You want to be able to trust your doctor with the care of your family, but medical malpractice does happen. 71% of physicians operating in a high-risk specialty like surgery can expect to make a medical malpractice payment before the age of 65. Knowing what can amount to malpractice may help you build a case toward receiving help to get your family healthy again.
A care provider must uphold a certain standard of care, with a baseline of performing as most physicians would under the circumstances. Any negligent actions that result in a breach of that care could amount to medical malpractice.
Errors for judgment
There is an inherent risk with surgery, but that doesn’t mean it should be downright dangerous. There are many ways the actions of the attending medical staff could be negligent:
- Unprepared: Your doctor and the accompanying staff should be ready for any reasonable complications that arise. This can mean that they have prepared and researched issues ahead of time or have the proper equipment at their disposable.

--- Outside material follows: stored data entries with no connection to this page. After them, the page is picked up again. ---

//! Simulated Device Network
//!
//! This module provides an in-process device network that can be used to
//! run the exporter without vendor hardware. It simulates a dynamically
//! enumerated set of nodes with string properties.
//!
//! # Features
//!
//! - **Dynamic enumeration**: nodes can appear after a delay, change status or vanish
//! - **Transport filtering**: IP nodes are hidden unless the filter includes them
//! - **Pattern-based values**: properties can be fixed strings, counters or sine waves
//! - **Failure injection**: a property can start failing after N successful reads,
//!   and a node can refuse grouped reads altogether
//!
//! # Property Patterns
//!
//! - [`SimulatedProperty::Fixed`] - Constant string (identification properties)
//! - [`SimulatedProperty::Pattern`] with [`ValuePattern::Counter`] - Value increases on every read
//! - [`SimulatedProperty::Pattern`] with [`ValuePattern::Sine`] - Sinusoid over network uptime
//!
//! # Fixture Files
//!
//! A network can be described in JSON or TOML and loaded with
//! [`SimulatedNetwork::load`]:
//!
//! ```json
//! {
//!     "nodes": [
//!         {
//!             "id": 1,
//!             "properties": {
//!                 "sys/HardwareName": "Tag",
//!                 "temp": { "pattern": "sine", "frequency": 0.5, "amplitude": 2.0, "offset": 21.0 }
//!             }
//!         },
//!         { "id": 2, "transport": "ip", "status": "busy", "appearAfterMs": 500 }
//!     ]
//! }
//! ```
//!
//! # Task Semantics
//!
//! Opening a property task requires the node to be visible, idle and to
//! support grouped reads. While the task is alive the node reports
//! [`NodeStatus::Busy`]; dropping the task releases the node.

use super::network::{DeviceNetwork, NetworkFilter, PropertyTask};
use crate::config::ConfigFormat;
use crate::error::{ExporterError, Result, ResultExt};
use crate::types::{NodeHandle, NodeStatus, Transport};
use serde::{Deserialize, Serialize};
use std::collections::{BTreeMap, HashMap};
use std::path::Path;
use std::sync::{Arc, Mutex, MutexGuard};
use std::time::{Duration, Instant};

/// Pattern for generating property values
#[derive(Debug, Clone, Copy, PartialEq, Serialize, Deserialize)]
#[serde(tag = "pattern", rename_all = "snake_case")]
pub enum ValuePattern {
    /// Integer that advances by `step` on every successful read
    Counter {
        #[serde(default)]
        start: i64,
        #[serde(default = "default_step")]
        step: i64,
    },
    /// Sine wave over the time since the network was created
    Sine {
        frequency: f64,
        amplitude: f64,
        #[serde(default)]
        offset: f64,
    },
}

fn default_step() -> i64 {
    1
}

fn default_true() -> bool {
    true
}

/// Value source of a simulated property
#[derive(Debug, Clone, PartialEq, Serialize, Deserialize)]
#[serde(untagged)]
pub enum SimulatedProperty {
    /// Constant string
    Fixed(String),
    /// Generated value
    Pattern(ValuePattern),
}

impl SimulatedProperty {
    /// Value after `reads` successful reads; `None` when a counter overflows
    fn render(&self, reads: u64, uptime: Duration) -> Option<String> {
        match self {
            SimulatedProperty::Fixed(value) => Some(value.clone()),
            SimulatedProperty::Pattern(ValuePattern::Counter { start, step }) => i64::try_from(reads)
                .ok()
                .and_then(|reads| step.checked_mul(reads))
                .and_then(|delta| start.checked_add(delta))
                .map(|value| value.to_string()),
            SimulatedProperty::Pattern(ValuePattern::Sine {
                frequency,
                amplitude,
                offset,
            }) => {
                let t = uptime.as_secs_f64();
                let value =
                    offset + amplitude * (2.0 * std::f64::consts::PI * frequency * t).sin();
                Some(format!("{:.3}", value))
            }
        }
    }
}

impl From<&str> for SimulatedProperty {
    fn from(value: &str) -> Self {
        SimulatedProperty::Fixed(value.to_string())
    }
}

impl From<String> for SimulatedProperty {
    fn from(value: String) -> Self {
        SimulatedProperty::Fixed(value)
    }
}

impl From<ValuePattern> for SimulatedProperty {
    fn from(pattern: ValuePattern) -> Self {
        SimulatedProperty::Pattern(pattern)
    }
}

/// Configuration of one simulated node
#[derive(Debug, Clone, PartialEq, Serialize, Deserialize)]
#[serde(rename_all = "camelCase")]
pub struct SimulatedNode {
    /// Raw node identifier (0 is reserved for the null handle)
    pub id: u32,

    /// Initial status
    #[serde(default)]
    pub status: NodeStatus,

    /// How the node is attached
    #[serde(default)]
    pub transport: Transport,

    /// String properties exposed by the node
    #[serde(default)]
    pub properties: BTreeMap<String, SimulatedProperty>,

    /// Whether property tasks can be opened on the node
    #[serde(default = "default_true")]
    pub grouped_reads: bool,

    /// Delay after network creation before the node is enumerated
    #[serde(default)]
    pub appear_after_ms: u64,

    /// Property key to number of successful reads before reads start failing
    #[serde(default)]
    pub fail_after: BTreeMap<String, u64>,
}

impl SimulatedNode {
    /// Create an idle USB node without properties
    pub fn new(id: u32) -> Self {
        Self {
            id,
            status: NodeStatus::Idle,
            transport: Transport::Usb,
            properties: BTreeMap::new(),
            grouped_reads: true,
            appear_after_ms: 0,
            fail_after: BTreeMap::new(),
        }
    }

    /// Handle of this node
    pub fn handle(&self) -> NodeHandle {
        NodeHandle::new(self.id)
    }

    /// Add a property
    pub fn with_property(
        mut self,
        key: impl Into<String>,
        value: impl Into<SimulatedProperty>,
    ) -> Self {
        self.properties.insert(key.into(), value.into());
        self
    }

    /// Set the initial status
    pub fn with_status(mut self, status: NodeStatus) -> Self {
        self.status = status;
        self
    }

    /// Set the transport
    pub fn with_transport(mut self, transport: Transport) -> Self {
        self.transport = transport;
        self
    }

    /// Refuse property tasks on this node
    pub fn without_grouped_reads(mut self) -> Self {
        self.grouped_reads = false;
        self
    }

    /// Enumerate the node only after `delay` has passed
    pub fn appearing_after(mut self, delay: Duration) -> Self {
        self.appear_after_ms = u64::try_from(delay.as_millis()).unwrap_or(u64::MAX);
        self
    }

    /// Make reads of `key` fail once `successful_reads` reads have succeeded
    pub fn failing_after(mut self, key: impl Into<String>, successful_reads: u64) -> Self {
        self.fail_after.insert(key.into(), successful_reads);
        self
    }
}

/// Description of a whole simulated network
#[derive(Debug, Clone, Default, PartialEq, Serialize, Deserialize)]
pub struct NetworkFixture {
    /// Nodes in enumeration order
    #[serde(default)]
    pub nodes: Vec<SimulatedNode>,
}

impl NetworkFixture {
    /// Parse a fixture in the given format
    pub fn parse(text: &str, format: ConfigFormat) -> Result<Self> {
        match format {
            ConfigFormat::Json => Ok(serde_json::from_str(text)?),
            ConfigFormat::Toml => Ok(toml::from_str(text)?),
        }
    }
}

#[derive(Debug)]
struct SimState {
    nodes: Vec<SimulatedNode>,
    reads: HashMap<(NodeHandle, String), u64>,
}

impl SimState {
    fn node(&self, handle: NodeHandle) -> Option<&SimulatedNode> {
        self.nodes.iter().find(|n| n.handle() == handle)
    }

    fn node_mut(&mut self, handle: NodeHandle) -> Option<&mut SimulatedNode> {
        self.nodes.iter_mut().find(|n| n.handle() == handle)
    }
}

/// In-process device network
///
/// Cloning yields another handle to the same network, so tests can change
/// node state while discovery or sampling runs elsewhere.
#[derive(Debug, Clone)]
pub struct SimulatedNetwork {
    state: Arc<Mutex<SimState>>,
    filter: NetworkFilter,
    created: Instant,
}

impl Default for SimulatedNetwork {
    fn default() -> Self {
        Self::new(NetworkFilter::default())
    }
}

impl SimulatedNetwork {
    /// Create an empty network
    pub fn new(filter: NetworkFilter) -> Self {
        Self {
            state: Arc::new(Mutex::new(SimState {
                nodes: Vec::new(),
                reads: HashMap::new(),
            })),
            filter,
            created: Instant::now(),
        }
    }

    /// Create a network populated from a fixture
    pub fn from_fixture(fixture: NetworkFixture, filter: NetworkFilter) -> Result<Self> {
        let network = Self::new(filter);
        for node in fixture.nodes {
            network.add_node(node)?;
        }
        Ok(network)
    }

    /// Load a fixture file (JSON, or TOML by extension)
    pub fn load(path: impl AsRef<Path>, filter: NetworkFilter) -> Result<Self> {
        let path = path.as_ref();
        let content = std::fs::read_to_string(path)
            .with_context(|| format!("Could not open network fixture {}", path.display()))?;
        let fixture = NetworkFixture::parse(&content, ConfigFormat::from_path(path))
            .with_context(|| format!("Invalid network fixture {}", path.display()))?;

        tracing::info!(
            "Loaded simulated device network {:?} with {} node(s)",
            path,
            fixture.nodes.len()
        );
        Self::from_fixture(fixture, filter)
    }

    /// Add a node at the end of the enumeration order
    pub fn add_node(&self, node: SimulatedNode) -> Result<()> {
        if node.handle().is_null() {
            return Err(ExporterError::Config(
                "node id 0 is reserved for the null handle".to_string(),
            ));
        }
        let mut state = self.lock();
        if state.node(node.handle()).is_some() {
            return Err(ExporterError::Config(format!(
                "duplicate simulated node id {}",
                node.id
            )));
        }
        tracing::debug!("Simulated network: added {}", node.handle());
        state.nodes.push(node);
        Ok(())
    }

    /// Remove a node, making its handle stale
    pub fn remove_node(&self, handle: NodeHandle) -> bool {
        let mut state = self.lock();
        let before = state.nodes.len();
        state.nodes.retain(|n| n.handle() != handle);
        before != state.nodes.len()
    }

    /// Change a node's status
    pub fn set_status(&self, handle: NodeHandle, status: NodeStatus) -> bool {
        match self.lock().node_mut(handle) {
            Some(node) => {
                node.status = status;
                true
            }
            None => false,
        }
    }

    /// Number of successful reads of `key` on a node
    pub fn read_count(&self, handle: NodeHandle, key: &str) -> u64 {
        self.lock()
            .reads
            .get(&(handle, key.to_string()))
            .copied()
            .unwrap_or(0)
    }

    fn lock(&self) -> MutexGuard<'_, SimState> {
        self.state.lock().unwrap_or_else(|poisoned| poisoned.into_inner())
    }

    fn is_visible(&self, node: &SimulatedNode) -> bool {
        self.filter.accepts(node.transport)
            && self.created.elapsed() >= Duration::from_millis(node.appear_after_ms)
    }

    fn read(&self, handle: NodeHandle, key: &str) -> Result<String> {
        let uptime = self.created.elapsed();
        let mut state = self.lock();

        let node = state
            .node(handle)
            .filter(|n| self.is_visible(n))
            .ok_or(ExporterError::NodeUnavailable(handle))?;
        let property = node
            .properties
            .get(key)
            .cloned()
            .ok_or_else(|| ExporterError::property(handle, key, "property not found"))?;
        let limit = node.fail_after.get(key).copied();

        let reads = state.reads.entry((handle, key.to_string())).or_insert(0);
        if limit.is_some_and(|limit| *reads >= limit) {
            return Err(ExporterError::property(handle, key, "device stopped responding"));
        }
        let value = property
            .render(*reads, uptime)
            .ok_or_else(|| ExporterError::property(handle, key, "counter overflowed"))?;
        *reads += 1;
        Ok(value)
    }

    fn release(&self, handle: NodeHandle) {
        if let Some(node) = self.lock().node_mut(handle) {
            if node.status == NodeStatus::Busy {
                node.status = NodeStatus::Idle;
            }
        }
    }
}

impl DeviceNetwork for SimulatedNetwork {
    fn nodes(&self) -> Vec<NodeHandle> {
        self.lock()
            .nodes
            .iter()
            .filter(|n| self.is_visible(n))
            .map(SimulatedNode::handle)
            .collect()
    }

    fn node_status(&self, node: NodeHandle) -> Result<NodeStatus> {
        self.lock()
            .node(node)
            .filter(|n| self.is_visible(n))
            .map(|n| n.status)
            .ok_or(ExporterError::NodeUnavailable(node))
    }

    fn node_string_property(&self, node: NodeHandle, key: &str) -> Result<String> {
        self.read(node, key)
    }

    fn open_property_task(&self, node: NodeHandle) -> Result<Box<dyn PropertyTask>> {
        {
            let mut state = self.lock();
            let visible = state.node(node).is_some_and(|n| self.is_visible(n));
            let entry = match state.node_mut(node) {
                Some(entry) if visible => entry,
                _ => return Err(ExporterError::NodeUnavailable(node)),
            };
            if !entry.grouped_reads || entry.status != NodeStatus::Idle {
                return Err(ExporterError::TaskUnavailable(node));
            }
            entry.status = NodeStatus::Busy;
        }

        Ok(Box::new(SimulatedTask {
            network: self.clone(),
            node,
        }))
    }
}

/// Property task on a simulated node; releases the node on drop
struct SimulatedTask {
    network: SimulatedNetwork,
    node: NodeHandle,
}

impl PropertyTask for SimulatedTask {
    fn node(&self) -> NodeHandle {
        self.node
    }

    fn string_property(&mut self, key: &str) -> Result<String> {
        self.network.read(self.node, key)
    }
}

impl Drop for SimulatedTask {
    fn drop(&mut self) {
        self.network.release(self.node);
    }
}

- Poor communication: A range of problems can arise from your attending nurse replacing the wrong surgical chart, your doctor mislabeling a surgical site or your anesthesiologist administering an incorrect dosage of medication.
- Errant instruments: Unclean instruments can lead to the spreading of disease, especially with someone in a weakened condition after surgery. Or sometimes tools aren’t accounted for, and a sponge or scalpel may be left behind after surgery, causing complications.
- Neglect: Impatience, impaired judgment or incompetence can prove dangerous. Any damage to neighboring organs or skipping essential steps during surgery could qualify as malpractice.
Going under the knife is never easy for you or your loved ones, but it shouldn’t come with the extra worry of negligence. Get help returning your life to normal after a complicated surgery, and start putting this operation behind you.